Светлый фон

Эдуард, герцог Бьоркский, венчался с Анной, урожденной Берсток.

Я поискал глазами Гэба.

Конечно, он был здесь.

Гэб стоял чуть в стороне, в тени, тонкий, прямой, в строгом черном костюме, и помню, я впервые поразился тому, какой он красивый, красивее всех в этой церкви, красивее этой чертовой куклы в фате, от которой одни неприятности. Я не сразу признал его без очков, он их снял, точно видеть не мог этот позор, отросшие за лето волосы падали ему на лицо, скрывая глаза, но в самой фигуре было такое отчаяние, что я стал пробираться к нему сквозь толпу. Не знаю, как я почуял, что он на грани срыва, но я боялся опоздать к началу заварушки.

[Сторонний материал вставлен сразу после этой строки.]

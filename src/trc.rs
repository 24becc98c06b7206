//! Tracing configuration and initialization.

use tracing_indicatif::IndicatifLayer;
use tracing_subscriber::{
    EnvFilter,
    fmt::format::FmtSpan,
    layer::SubscriberExt,
    util::{SubscriberInitExt, TryInitError},
};

use crate::term;

struct FgConfig {
    no_spin: bool,
}

impl FgConfig {
    fn is_ugly(&self) -> bool {
        self.no_spin
    }

    pub fn pretty() -> Self {
        Self { no_spin: false }
    }

    pub fn ugly() -> Self {
        Self { no_spin: true }
    }
}

enum TrcMode {
    Foreground(FgConfig),
    Daemon { color: bool },
}

pub struct Trc {
    mode: TrcMode,
    env_filter: EnvFilter,
}

impl Default for Trc {
    fn default() -> Self {
        let maybe_env_filter =
            EnvFilter::try_from_env("SHELL_FS_LOG").or_else(|_| EnvFilter::try_from_default_env());

        match maybe_env_filter {
            Ok(env_filter) => Self {
                // An explicit filter means someone is debugging; give them plain output.
                mode: TrcMode::Foreground(FgConfig::ugly()),
                env_filter,
            },
            Err(_) => Self {
                mode: TrcMode::Foreground(FgConfig::pretty()),
                env_filter: EnvFilter::new("info"),
            },
        }
    }
}

impl Trc {
    /// Switch to daemon mode: plain output on the (already redirected) stderr, with colour only if
    /// asked for.
    pub fn daemonized(mut self, color: bool) -> Self {
        self.mode = TrcMode::Daemon { color };
        self
    }

    pub fn init(self) -> Result<(), TryInitError> {
        match &self.mode {
            TrcMode::Daemon { color } => {
                let color = *color;
                self.init_ugly_mode(color)
            }
            TrcMode::Foreground(fg_config) => {
                if fg_config.is_ugly() {
                    let color = term::should_use_color(&std::io::stderr());
                    self.init_ugly_mode(color)
                } else {
                    self.init_pretty_mode()
                }
            }
        }
    }

    fn init_ugly_mode(self, color: bool) -> Result<(), TryInitError> {
        // "Ugly mode" is the plain, verbose, rust logging mode.
        tracing_subscriber::fmt()
            .with_env_filter(self.env_filter)
            .with_span_events(FmtSpan::ENTER | FmtSpan::CLOSE)
            .with_ansi(color)
            .with_writer(std::io::stderr)
            .finish()
            .try_init()
    }

    fn init_pretty_mode(self) -> Result<(), TryInitError> {
        // "Pretty mode" is the compact mode with spinners for the spans that are still running,
        // e.g. a slow transform.
        let indicatif_layer = IndicatifLayer::new();
        tracing_subscriber::registry()
            .with(self.env_filter)
            .with(
                tracing_subscriber::fmt::layer()
                    .with_writer(indicatif_layer.get_stderr_writer())
                    .with_target(false)
                    .without_time()
                    .compact(),
            )
            .with(indicatif_layer)
            .try_init()
    }
}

Вот леди Анна, герцогиня Бьоркская, взглянула на пасынка и сверкнула зубами, и пошла к нему по проходу; а он словно стал выше и тоньше, и вскинул голову, дрожа от ярости, готовый ко всему, готовый к драке не на жизнь, а на смерть; но я добрался раньше нее и встал рядом, чуть заслонив собой Гэба, и взял его за руку, и буркнул, как учила бабушка, что мы их, типа, поздравляем, как там это, большая честь и все такое.

– Как мило, – протянула герцогиня. – И кто же ты такой?

– Джимми Мак-Дилан! – выпалил я. – И знай: обидишь его – будешь иметь дело со мной!

– Боюсь, боюсь, – рассмеялась красавица, теряя к нам всякий интерес.

 

Новобрачные принимали поздравления и подарки, охапки цветов и поцелуи, суета, движение по церкви, все стремились к выходу, на свежий воздух, только я и Гэб стояли в тени колонны, рука в руке, боясь пошевелиться и спугнуть что-то, кружащее над нами. Отчего-то мне очень хотелось ответить «Да!», хотелось преклонить колено и поцеловать его пальцы, хотелось поговорить и утешить. Но Гэб так и не сказал в тот день ни единого слова.

Правда, и руки моей он не выпустил, и от этого было очень тепло.

 

В дверь барабанили все сильнее, да что там барабанили, ее выламывали, и я, наконец, проснулся окончательно, вынырнул из воспоминаний и дотянулся до телефона.

– Все нормально, сержант, – крикнул я Метвину. – Я просто выпил снотворное. Я спал!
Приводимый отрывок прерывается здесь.